Interactions between atoms or molecules are of various types, for example, ionic or metallic bonding that is characterized by electrostatic attractions, covalent bonding that involves electron pair sharing, or weak van der Waals (vdW) bonding that arises from temporary electron distribution fluctuations. These types of interaction dictate the distance and pathways for charge transfer between atoms or atomic planes. vdW crystals consist of two-dimensional (2D) atomic layers held together by vdW interactions. Such weak interlayer interactions allow guest atoms or molecules to squeeze in between the layers, while the robust intralayer covalent or ionic bonds ensure the structural integrity of the atomic sheets, creating a confinement space that can withstand collapse or degradation from chemical reactions or external events.

Noble gas atoms confined between graphene layers. Credit: E. Harriet Åhlgren

Inserting ions or molecules into layered materials, known as intercalation, has emerged as a versatile and powerful strategy for doping and engineering phases in electrochemical energy storage applications and electronics. This approach gains further momentum when applied to 2D materials with only a few atomic layers, amplifying the effects of quantum-level confinement and local distortion in the lattice and electronic structures1. Moving beyond simple intercalation, the migration and fusion of intercalated atoms can give rise to the formation of continuous matter, fostering the emergence of unconventional materials or phases stabilized in the interlayer space. For instance, 2D nitrides and metals, distinct from their bulk counterparts, have been synthesized through deposition-assisted confinement growth, employing atom intercalation and diffusion processes2,3.

In an Article in this issue of Nature Materials, Laisi Chen and colleagues present an alternative method for confinement synthesis, wherein bismuth flakes are directly processed in between hexagonal boron nitride (hBN) layers through melting and subsequent compression moulding. This technique yields ultraflat bismuth crystals with thicknesses of less than 10 nm, which is challenging to achieve with conventional growth methods. These ultrathin, ultraclean and ultraflat crystals enable investigations into their intrinsic transport properties and surface states, which are characterized by multi-carrier quantum oscillations and Landau level splitting. Although there is still room for improvement, namely, in reducing grain boundaries, better control over thickness and scaling up to larger crystals, this simple fabrication process complements conventional synthesis techniques such as molecular beam epitaxy, chemical vapour deposition and top-down stacking techniques, and holds promise for stimulating further explorations of similar 2D quantum materials.

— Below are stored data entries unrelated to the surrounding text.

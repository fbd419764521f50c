//! Vaara (weekday) classification.
//!
//! The vaara follows the civil weekday of the location: it changes at
//! local midnight, not at sunrise. This matches how the weekday is used
//! in practice while the sunrise-to-sunrise window drives everything else
//! in the panchanga day.

use serde::{Deserialize, Serialize};

use panchanga_time::weekday_index;

/// The seven vaaras from Ravivara (Sunday) to Shanivara (Saturday).
#[derive(Debug, Clone, Copy, PartialEq, Eq, Hash, Serialize, Deserialize)]
pub enum Vaara {
    Ravivara,
    Somavara,
    Mangalavara,
    Budhavara,
    Guruvara,
    Shukravara,
    Shanivara,
}

/// All 7 vaaras in order (0 = Ravivara/Sunday).
pub const ALL_VAARAS: [Vaara; 7] = [
    Vaara::Ravivara,
    Vaara::Somavara,
    Vaara::Mangalavara,
    Vaara::Budhavara,
    Vaara::Guruvara,
    Vaara::Shukravara,
    Vaara::Shanivara,
];

impl Vaara {
    /// Sanskrit name of the vaara.
    pub const fn name(self) -> &'static str {
        match self {
            Self::Ravivara => "Ravivara",
            Self::Somavara => "Somavara",
            Self::Mangalavara => "Mangalavara",
            Self::Budhavara => "Budhavara",
            Self::Guruvara => "Guruvara",
            Self::Shukravara => "Shukravara",
            Self::Shanivara => "Shanivara",
        }
    }

    /// English weekday name.
    pub const fn english(self) -> &'static str {
        match self {
            Self::Ravivara => "Sunday",
            Self::Somavara => "Monday",
            Self::Mangalavara => "Tuesday",
            Self::Budhavara => "Wednesday",
            Self::Guruvara => "Thursday",
            Self::Shukravara => "Friday",
            Self::Shanivara => "Saturday",
        }
    }

    /// 0-based index (Ravivara=0 .. Shanivara=6).
    pub const fn index(self) -> u8 {
        self as u8
    }

    /// All 7 vaaras in order.
    pub const fn all() -> &'static [Vaara; 7] {
        &ALL_VAARAS
    }
}

/// Determine the vaara of the civil day containing a local Julian Day.
///
/// Pass a local-time JD (UTC JD plus the clock offset in days); the day
/// rolls over at local midnight.
pub fn vaara_from_local_jd(jd_local: f64) -> Vaara {
    ALL_VAARAS[weekday_index(jd_local) as usize]
}

#[cfg(test)]
mod tests {
    use super::*;
    use panchanga_time::CivilDate;

    #[test]
    fn indices_sequential() {
        for (i, v) in ALL_VAARAS.iter().enumerate() {
            assert_eq!(v.index() as usize, i);
        }
    }

    #[test]
    fn j2000_was_saturday() {
        // 2000-01-01 was a Saturday.
        let jd = CivilDate::new(2000, 1, 1).unwrap().jd_midnight();
        assert_eq!(vaara_from_local_jd(jd + 0.3), Vaara::Shanivara);
    }

    #[test]
    fn sankranti_2024_was_monday() {
        // 2024-01-15 was a Monday.
        let jd = CivilDate::new(2024, 1, 15).unwrap().jd_midnight();
        assert_eq!(vaara_from_local_jd(jd), Vaara::Somavara);
    }

    #[test]
    fn rolls_at_midnight() {
        let jd = CivilDate::new(2024, 1, 14).unwrap().jd_midnight();
        assert_eq!(vaara_from_local_jd(jd + 0.999), Vaara::Ravivara);
        assert_eq!(vaara_from_local_jd(jd + 1.0), Vaara::Somavara);
    }
}
//! Bounded cache for day descriptors.
//!
//! Descriptors are pure functions of (date, location, config), so the
//! cache never holds a lock across a build: a probe either hits or
//! returns a generation token, the caller builds outside the lock, and
//! [`DescriptorCache::insert`] discards the result if an invalidation
//! landed in between. Two threads may build the same day concurrently;
//! that costs a duplicate computation, never a wrong entry.

use std::collections::HashMap;
use std::sync::{Arc, Mutex, MutexGuard};

use panchanga_core::{DayDescriptor, Location};
use panchanga_time::CivilDate;

/// A location quantized to cache granularity: latitude and longitude
/// to 0.01 deg, altitude to 100 m, the clock offset to the minute.
/// Two locations share cache entries only when every rounded
/// component matches.
#[derive(Debug, Clone, Copy, PartialEq, Eq, Hash)]
pub struct PlaceKey {
    lat_centideg: i32,
    lon_centideg: i32,
    alt_hectometers: i32,
    offset_minutes: i32,
}

impl PlaceKey {
    pub fn new(location: &Location) -> Self {
        Self {
            lat_centideg: (location.latitude_deg * 100.0).round() as i32,
            lon_centideg: (location.longitude_deg * 100.0).round() as i32,
            alt_hectometers: (location.altitude_m / 100.0).round() as i32,
            offset_minutes: (location.utc_offset_hours * 60.0).round() as i32,
        }
    }
}

/// Cache key: one civil day at one quantized place.
#[derive(Debug, Clone, Copy, PartialEq, Eq, Hash)]
pub struct CacheKey {
    date: CivilDate,
    place: PlaceKey,
}

impl CacheKey {
    pub fn new(date: CivilDate, location: &Location) -> Self {
        Self { date, place: PlaceKey::new(location) }
    }

    pub fn place(&self) -> PlaceKey {
        self.place
    }
}

/// Outcome of a cache probe.
pub enum Lookup {
    Hit(Arc<DayDescriptor>),
    /// Miss carrying the generation to hand back to
    /// [`DescriptorCache::insert`] with the finished build.
    Miss { generation: u64 },
}

struct Entry {
    descriptor: Arc<DayDescriptor>,
    last_used: u64,
}

struct CacheState {
    entries: HashMap<CacheKey, Entry>,
    use_counter: u64,
    generation: u64,
}

/// Bounded LRU over immutable day descriptors.
pub struct DescriptorCache {
    state: Mutex<CacheState>,
    capacity: usize,
}

impl DescriptorCache {
    /// `capacity` must be at least 1; the engine validates this.
    pub fn new(capacity: usize) -> Self {
        Self {
            state: Mutex::new(CacheState {
                entries: HashMap::new(),
                use_counter: 0,
                generation: 0,
            }),
            capacity,
        }
    }

    /// Look up a key, refreshing its recency on a hit.
    pub fn probe(&self, key: &CacheKey) -> Lookup {
        let mut state = self.lock();
        state.use_counter += 1;
        let stamp = state.use_counter;
        match state.entries.get_mut(key) {
            Some(entry) => {
                entry.last_used = stamp;
                Lookup::Hit(Arc::clone(&entry.descriptor))
            }
            None => Lookup::Miss { generation: state.generation },
        }
    }

    /// Store a descriptor built while `generation` was current. A build
    /// that raced an invalidation is dropped on the floor: the caller
    /// still holds its own `Arc`, it just never enters the map.
    pub fn insert(&self, key: CacheKey, descriptor: Arc<DayDescriptor>, generation: u64) {
        let mut state = self.lock();
        if state.generation != generation {
            return;
        }
        state.use_counter += 1;
        let stamp = state.use_counter;
        if state.entries.len() >= self.capacity && !state.entries.contains_key(&key) {
            // Evict the stalest entry. Capacities are small enough
            // that a scan beats extra ordering structure.
            let victim = state
                .entries
                .iter()
                .min_by_key(|(_, entry)| entry.last_used)
                .map(|(k, _)| *k);
            if let Some(victim) = victim {
                state.entries.remove(&victim);
            }
        }
        state.entries.insert(key, Entry { descriptor, last_used: stamp });
    }

    /// Drop every entry at a different place and bump the generation so
    /// in-flight builds from before the call cannot repopulate the map.
    pub fn retain_place(&self, place: PlaceKey) {
        let mut state = self.lock();
        state.generation += 1;
        state.entries.retain(|key, _| key.place == place);
    }

    /// Number of cached descriptors.
    pub fn len(&self) -> usize {
        self.lock().entries.len()
    }

    pub fn is_empty(&self) -> bool {
        self.len() == 0
    }

    fn lock(&self) -> MutexGuard<'_, CacheState> {
        // Entries are immutable Arcs; a map abandoned mid-update by a
        // panicking thread is still safe to keep serving.
        match self.state.lock() {
            Ok(guard) => guard,
            Err(poisoned) => poisoned.into_inner(),
        }
    }
}

#[cfg(test)]
mod tests {
    use super::*;

    fn delhi() -> Location {
        Location::new(28.6139, 77.209, 216.0, 5.5)
    }

    #[test]
    fn nearby_coordinates_share_a_place() {
        let a = PlaceKey::new(&Location::new(28.612, 77.203, 216.0, 5.5));
        let b = PlaceKey::new(&Location::new(28.608, 77.197, 240.0, 5.5));
        assert_eq!(a, b);
    }

    #[test]
    fn coordinate_buckets_split_at_a_centidegree() {
        let a = PlaceKey::new(&delhi());
        let b = PlaceKey::new(&Location::new(28.6139, 77.219, 216.0, 5.5));
        assert_ne!(a, b);
    }

    #[test]
    fn offset_is_keyed_to_the_minute() {
        let ist = PlaceKey::new(&delhi());
        let npt = PlaceKey::new(&Location::new(28.6139, 77.209, 216.0, 5.75));
        assert_ne!(ist, npt);
        assert_eq!(ist.offset_minutes, 330);
        assert_eq!(npt.offset_minutes, 345);
    }

    #[test]
    fn keys_separate_by_date() {
        let d1 = CivilDate::new(2024, 11, 1).unwrap();
        let d2 = CivilDate::new(2024, 11, 2).unwrap();
        let loc = delhi();
        assert_ne!(CacheKey::new(d1, &loc), CacheKey::new(d2, &loc));
        assert_eq!(CacheKey::new(d1, &loc).place(), CacheKey::new(d2, &loc).place());
    }
}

Interlayer confinement stabilizes materials in unique structural configurations that are typically unattainable in ambient conditions. This enables the characterization and measurement of the dynamics or physics associated with these low-dimensional configurations. In another Article in this issue, Manuel Längle and colleagues report the observation of the solid and liquid-like dynamics of 2D noble gas atoms confined between graphene layers at room temperature using atomic-resolution scanning transmission electron microscopy. Through irradiation-assisted implantation, Kr or Xe atoms are introduced between the graphene interlayers. The deformation of the graphene sheets generates a pocket and exerts pressure of up to tens of gigapascals on the confined noble gas atoms, thereby maintaining them in a 2D cluster form with sufficiently long time for imaging (pictured). The authors observe a solid-to-liquid phase transition as the number of atoms in the clusters increases. Beyond the transition point, correlated with a critical cluster size, the clusters start to lose their solid characteristics, as the deformation of the graphene sheets and the corresponding pressure on the clusters becomes too low to retain the atoms.

Realizing 2D solid-state noble gas clusters at room temperature, along with the capability of direct atomic-scale imaging, is non-trivial. While graphene layers have often been used as a liquid container for transmission electron microscopy imaging owing to the flexibility and electron transparency of graphene4, the work of Längle and colleagues showcases the vast potential of the vdW interlayer space for characterizing and manipulating both solids and gases. This opens avenues for further studies of atomic ordering, lattice dynamics, symmetry breaking and phase transitions, as discussed in an accompanying News & Views article by Tao Xu and Litao Sun. Moreover, they highlight that the precise confinement of solid or gas atoms at desired locations could unlock potential applications in electronics, quantum computing and energy storage. This requires future efforts to design effective chemical or physical methodologies to achieve accurate positioning within interlayer spaces at a scalable level.

The interlayer space can actively shape materials properties. Materials engineering in terms of the constituent atoms and number of layers in vdW sheets, the type of inserted foreign atom and control of trapping positions can synergistically modulate atomic interactions in a locally confined area. This can facilitate the atomic-scale fabrication and exploration of innovative materials and hybrid structures.